An drawing of the Turk, showing the open doors and working parts.

The machine had a life-sized model of a human head and body, placed next to a large wooden box.[2] The model was dressed in Ottoman robes and wore a turban. Its left arm held a long smoking pipe. The large box[3] was about three-and-a-half feet (110 cm[4]) long, two feet (60 cm) wide, and two-and-a-half feet (75 cm) high. On the top of the box was a chessboard, about 18 inches square. The front of the box had three doors, an opening, and a drawer. Inside the drawer was a red and white ivory chess set.[5]

The inside of the box was very complicated. It was meant to trick those who looked into it. When the left front doors were opened you could see clockwork gears and cogs. If the back doors of the box were open at the same time you could see through the machine. The other side of the box contained a red cushion and some removable parts. This area also gave a clear view through the machine. Under the robes of the Turk were two more doors. When these were opened you could also see the clockwork parts with a view right through the machine.

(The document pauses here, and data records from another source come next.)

//! # Content Types
//!
//! Shared identifiers and value types for the footer image suite.
//!
//! ## Philosophy
//!
//! - **Typed identifiers**: Posts are addressed by opaque IDs, not paths or
//!   raw integers
//! - **Value semantics**: The footer image is a plain three-field value,
//!   owned 1:1 by its post
//! - **Serializable**: All types derive serde for snapshot persistence and
//!   host interchange

pub mod descriptors;
pub mod footer_image;
pub mod ids;
pub mod meta_keys;

pub use descriptors::{AssetDescriptor, EmbedDescriptor};
pub use footer_image::FooterImage;
pub use ids::PostId;
//! Volatile in-memory settlement store.
//!
//! Backs local runs with persistence disabled, and the service-layer unit
//! tests. Every operation takes the lock once and does all of its work
//! inside that critical section, which gives the same atomicity the
//! PostgreSQL backend gets from transactions. The duplicate checks mirror
//! the unique indexes of the Postgres schema.

use async_trait::async_trait;
use chrono::{DateTime, Utc};
use tokio::sync::RwLock;
use uuid::Uuid;

use super::SettlementStore;
use crate::domain::{
    BatchDetail, BatchId, BatchStatus, CreatorHistoryEntry, CreatorId, CreatorShare,
    CreatorSummary, EventId, EventType, GrowthBucket, GrowthShare, PayoutBatch, PayoutStats,
    ReferrerSummary, ReleaseOutcome, RiskLedgerEntry, SettlementEvent, ShareChannel, ShareStatus,
};
use crate::error::SettlementError;

#[derive(Debug, Default)]
struct MemoryTables {
    events: Vec<SettlementEvent>,
    creator_shares: Vec<CreatorShare>,
    growth_shares: Vec<GrowthShare>,
    risk_ledger: Vec<RiskLedgerEntry>,
    batches: Vec<PayoutBatch>,
}

/// In-memory [`SettlementStore`] with no durability.
#[derive(Debug, Default)]
pub struct MemoryStore {
    tables: RwLock<MemoryTables>,
}

impl MemoryStore {
    /// Creates an empty store.
    #[must_use]
    pub fn new() -> Self {
        Self::default()
    }
}

fn page(offset: i64, limit: i64) -> (usize, usize) {
    (
        usize::try_from(offset).unwrap_or(0),
        usize::try_from(limit).unwrap_or(0),
    )
}

#[async_trait]
impl SettlementStore for MemoryStore {
    async fn record_event(
        &self,
        event: &SettlementEvent,
        creator_shares: &[CreatorShare],
        growth_shares: &[GrowthShare],
        risk_entry: Option<&RiskLedgerEntry>,
    ) -> Result<(), SettlementError> {
        let mut tables = self.tables.write().await;

        if let Some(key) = event.idempotency_key.as_deref() {
            if tables
                .events
                .iter()
                .any(|e| e.idempotency_key.as_deref() == Some(key))
            {
                return Err(SettlementError::InvalidRequest(
                    "idempotency key already recorded".to_string(),
                ));
            }
        }
        if let Some(original) = event.original_event_id {
            if tables
                .events
                .iter()
                .any(|e| e.original_event_id == Some(original) && e.event_type == event.event_type)
            {
                return Err(SettlementError::DuplicateReversal {
                    original_event_id: Uuid::from(original),
                    event_type: event.event_type.as_str().to_string(),
                });
            }
        }

        tables.events.push(event.clone());
        tables.creator_shares.extend_from_slice(creator_shares);
        tables.growth_shares.extend_from_slice(growth_shares);
        if let Some(entry) = risk_entry {
            tables.risk_ledger.push(entry.clone());
        }
        Ok(())
    }

    async fn get_event(&self, event_id: EventId) -> Result<SettlementEvent, SettlementError> {
        let tables = self.tables.read().await;
        tables
            .events
            .iter()
            .find(|e| e.event_id == event_id)
            .cloned()
            .ok_or(SettlementError::EventNotFound(Uuid::from(event_id)))
    }

    async fn find_event_by_idempotency_key(
        &self,
        key: &str,
    ) -> Result<Option<SettlementEvent>, SettlementError> {
        let tables = self.tables.read().await;
        Ok(tables
            .events
            .iter()
            .find(|e| e.idempotency_key.as_deref() == Some(key))
            .cloned())
    }

    async fn find_reversal(
        &self,
        original_event_id: EventId,
        event_type: EventType,
    ) -> Result<Option<SettlementEvent>, SettlementError> {
        let tables = self.tables.read().await;
        Ok(tables
            .events
            .iter()
            .find(|e| e.original_event_id == Some(original_event_id) && e.event_type == event_type)
            .cloned())
    }

    async fn release_held_shares(
        &self,
        now: DateTime<Utc>,
    ) -> Result<ReleaseOutcome, SettlementError> {
        let mut tables = self.tables.write().await;

        let mut released = Vec::new();
        for share in tables.creator_shares.iter_mut().filter(|s| {
            s.status == ShareStatus::Held && s.hold_until.is_some_and(|until| until <= now)
        }) {
            share.status = ShareStatus::Payable;
            released.push(share.clone());
        }

        let mut growth_released = 0u64;
        for share in tables.growth_shares.iter_mut().filter(|s| {
            s.status == ShareStatus::Held && s.hold_until.is_some_and(|until| until <= now)
        }) {
            share.status = ShareStatus::Payable;
            growth_released += 1;
        }

        Ok(ReleaseOutcome {
            creator_shares: released,
            growth_released,
        })
    }

    async fn creator_summary(
        &self,
        creator_id: &CreatorId,
    ) -> Result<CreatorSummary, SettlementError> {
        let tables = self.tables.read().await;
        let mut summary = CreatorSummary {
            creator_id: creator_id.clone(),
            total_amount: 0,
            held_amount: 0,
            payable_amount: 0,
            paid_amount: 0,
            original_amount: 0,
            remix_amount: 0,
            curation_amount: 0,
            share_count: 0,
        };
        for share in tables
            .creator_shares
            .iter()
            .filter(|s| &s.creator_id == creator_id)
        {
            summary.total_amount += share.amount;
            summary.share_count += 1;
            match share.status {
                ShareStatus::Held => summary.held_amount += share.amount,
                ShareStatus::Payable => summary.payable_amount += share.amount,
                ShareStatus::Paid => summary.paid_amount += share.amount,
            }
            match share.channel {
                ShareChannel::Original => summary.original_amount += share.amount,
                ShareChannel::Remix => summary.remix_amount += share.amount,
                ShareChannel::Curation => summary.curation_amount += share.amount,
            }
        }
        Ok(summary)
    }

    async fn creator_history(
        &self,
        creator_id: &CreatorId,
        status: Option<ShareStatus>,
        limit: i64,
        offset: i64,
    ) -> Result<Vec<CreatorHistoryEntry>, SettlementError> {
        let tables = self.tables.read().await;
        let (offset, limit) = page(offset, limit);
        tables
            .creator_shares
            .iter()
            .rev()
            .filter(|s| &s.creator_id == creator_id)
            .filter(|s| status.is_none_or(|wanted| s.status == wanted))
            .skip(offset)
            .take(limit)
            .map(|share| {
                let event = tables
                    .events
                    .iter()
                    .find(|e| e.event_id == share.event_id)
                    .ok_or_else(|| {
                        SettlementError::PersistenceError(format!(
                            "share {} references missing event",
                            share.share_id
                        ))
                    })?;
                Ok(CreatorHistoryEntry {
                    share: share.clone(),
                    event_type: event.event_type,
                    gross_amount: event.gross_amount,
                    artifact_id: event.artifact_id.clone(),
                    occurred_at: event.occurred_at,
                })
            })
            .collect()
    }

    async fn referrer_summary(
        &self,
        referrer_id: &CreatorId,
    ) -> Result<ReferrerSummary, SettlementError> {
        let tables = self.tables.read().await;
        let mut summary = ReferrerSummary {
            referrer_id: referrer_id.clone(),
            total_amount: 0,
            held_amount: 0,
            payable_amount: 0,
            paid_amount: 0,
            event_count: 0,
        };
        for share in tables.growth_shares.iter().filter(|s| {
            s.bucket == GrowthBucket::Referrer && s.referrer_id.as_ref() == Some(referrer_id)
        }) {
            summary.total_amount += share.amount;
            summary.event_count += 1;
            match share.status {
                ShareStatus::Held => summary.held_amount += share.amount,
                ShareStatus::Payable => summary.payable_amount += share.amount,
                ShareStatus::Paid => summary.paid_amount += share.amount,
            }
        }
        Ok(summary)
    }

    async fn risk_pool_balance(&self) -> Result<i64, SettlementError> {
        let tables = self.tables.read().await;
        Ok(tables.risk_ledger.iter().map(|entry| entry.amount).sum())
    }

    async fn create_batch(
        &self,
        batch_date: DateTime<Utc>,
    ) -> Result<BatchDetail, SettlementError> {
        let mut tables = self.tables.write().await;

        let batch_id = BatchId::new();
        let mut share_ids = Vec::new();
        let mut total_amount = 0i64;
        for share in tables.creator_shares.iter_mut().filter(|s| {
            s.status == ShareStatus::Payable && s.batch_id.is_none() && s.created_at <= batch_date
        }) {
            share.batch_id = Some(batch_id);
            total_amount += share.amount;
            share_ids.push(share.share_id);
        }
        if share_ids.is_empty() {
            return Err(SettlementError::NoPayableShares);
        }

        let batch = PayoutBatch {
            batch_id,
            batch_date,
            status: BatchStatus::Draft,
            total_amount,
            share_count: share_ids.len() as i64,
            created_at: Utc::now(),
            confirmed_at: None,
        };
        tables.batches.push(batch.clone());
        Ok(BatchDetail { batch, share_ids })
    }

    async fn confirm_batch(&self, batch_id: BatchId) -> Result<PayoutBatch, SettlementError> {
        let mut guard = self.tables.write().await;
        let tables = &mut *guard;

        let Some(batch) = tables.batches.iter_mut().find(|b| b.batch_id == batch_id) else {
            return Err(SettlementError::BatchNotFound(Uuid::from(batch_id)));
        };
        if batch.status == BatchStatus::Confirmed {
            return Ok(batch.clone());
        }
        batch.status = BatchStatus::Confirmed;
        batch.confirmed_at = Some(Utc::now());
        let confirmed = batch.clone();

        for share in tables
            .creator_shares
            .iter_mut()
            .filter(|s| s.batch_id == Some(batch_id))
        {
            share.status = ShareStatus::Paid;
        }
        Ok(confirmed)
    }

    async fn get_batch(&self, batch_id: BatchId) -> Result<BatchDetail, SettlementError> {
        let tables = self.tables.read().await;
        let Some(batch) = tables.batches.iter().find(|b| b.batch_id == batch_id) else {
            return Err(SettlementError::BatchNotFound(Uuid::from(batch_id)));
        };
        let share_ids = tables
            .creator_shares
            .iter()
            .filter(|s| s.batch_id == Some(batch_id))
            .map(|s| s.share_id)
            .collect();
        Ok(BatchDetail {
            batch: batch.clone(),
            share_ids,
        })
    }

    async fn list_batches(
        &self,
        status: Option<BatchStatus>,
        limit: i64,
        offset: i64,
    ) -> Result<Vec<PayoutBatch>, SettlementError> {
        let tables = self.tables.read().await;
        let (offset, limit) = page(offset, limit);
        Ok(tables
            .batches
            .iter()
            .rev()
            .filter(|b| status.is_none_or(|wanted| b.status == wanted))
            .skip(offset)
            .take(limit)
            .cloned()
            .collect())
    }

    async fn payout_stats(&self) -> Result<PayoutStats, SettlementError> {
        let tables = self.tables.read().await;
        let mut stats = PayoutStats {
            total_batches: 0,
            draft_batches: 0,
            confirmed_batches: 0,
            confirmed_amount: 0,
            payable_amount: 0,
            held_amount: 0,
        };
        for batch in &tables.batches {
            stats.total_batches += 1;
            match batch.status {
                BatchStatus::Draft => stats.draft_batches += 1,
                BatchStatus::Confirmed => {
                    stats.confirmed_batches += 1;
                    stats.confirmed_amount += batch.total_amount;
                }
            }
        }
        for share in &tables.creator_shares {
            match share.status {
                ShareStatus::Payable if share.batch_id.is_none() => {
                    stats.payable_amount += share.amount;
                }
                ShareStatus::Held => stats.held_amount += share.amount,
                _ => {}
            }
        }
        Ok(stats)
    }
}
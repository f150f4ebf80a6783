//! REST endpoint handlers organized by resource.

pub mod batches;
pub mod creators;
pub mod events;
pub mod system;

use axum::Router;

use crate::app_state::AppState;

/// Composes all resource routes under `/api/v1`.
pub fn routes() -> Router<AppState> {
    Router::new()
        .merge(events::routes())
        .merge(batches::routes())
        .merge(creators::routes())
        .merge(system::api_routes())
}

The design allowed the presenter of the machine to open every door to the public, to keep the illusion.[6]

However the clockwork parts on the left side and the drawer did not go back as far as the back of the box. They only went one third of the way. This gave room for a sliding seat, so the person inside was able to slide from place to place. This meant they were not seen when the doors were opened. Moving the seat caused fake machinery to slide into its place to further hide the person inside the box.[7]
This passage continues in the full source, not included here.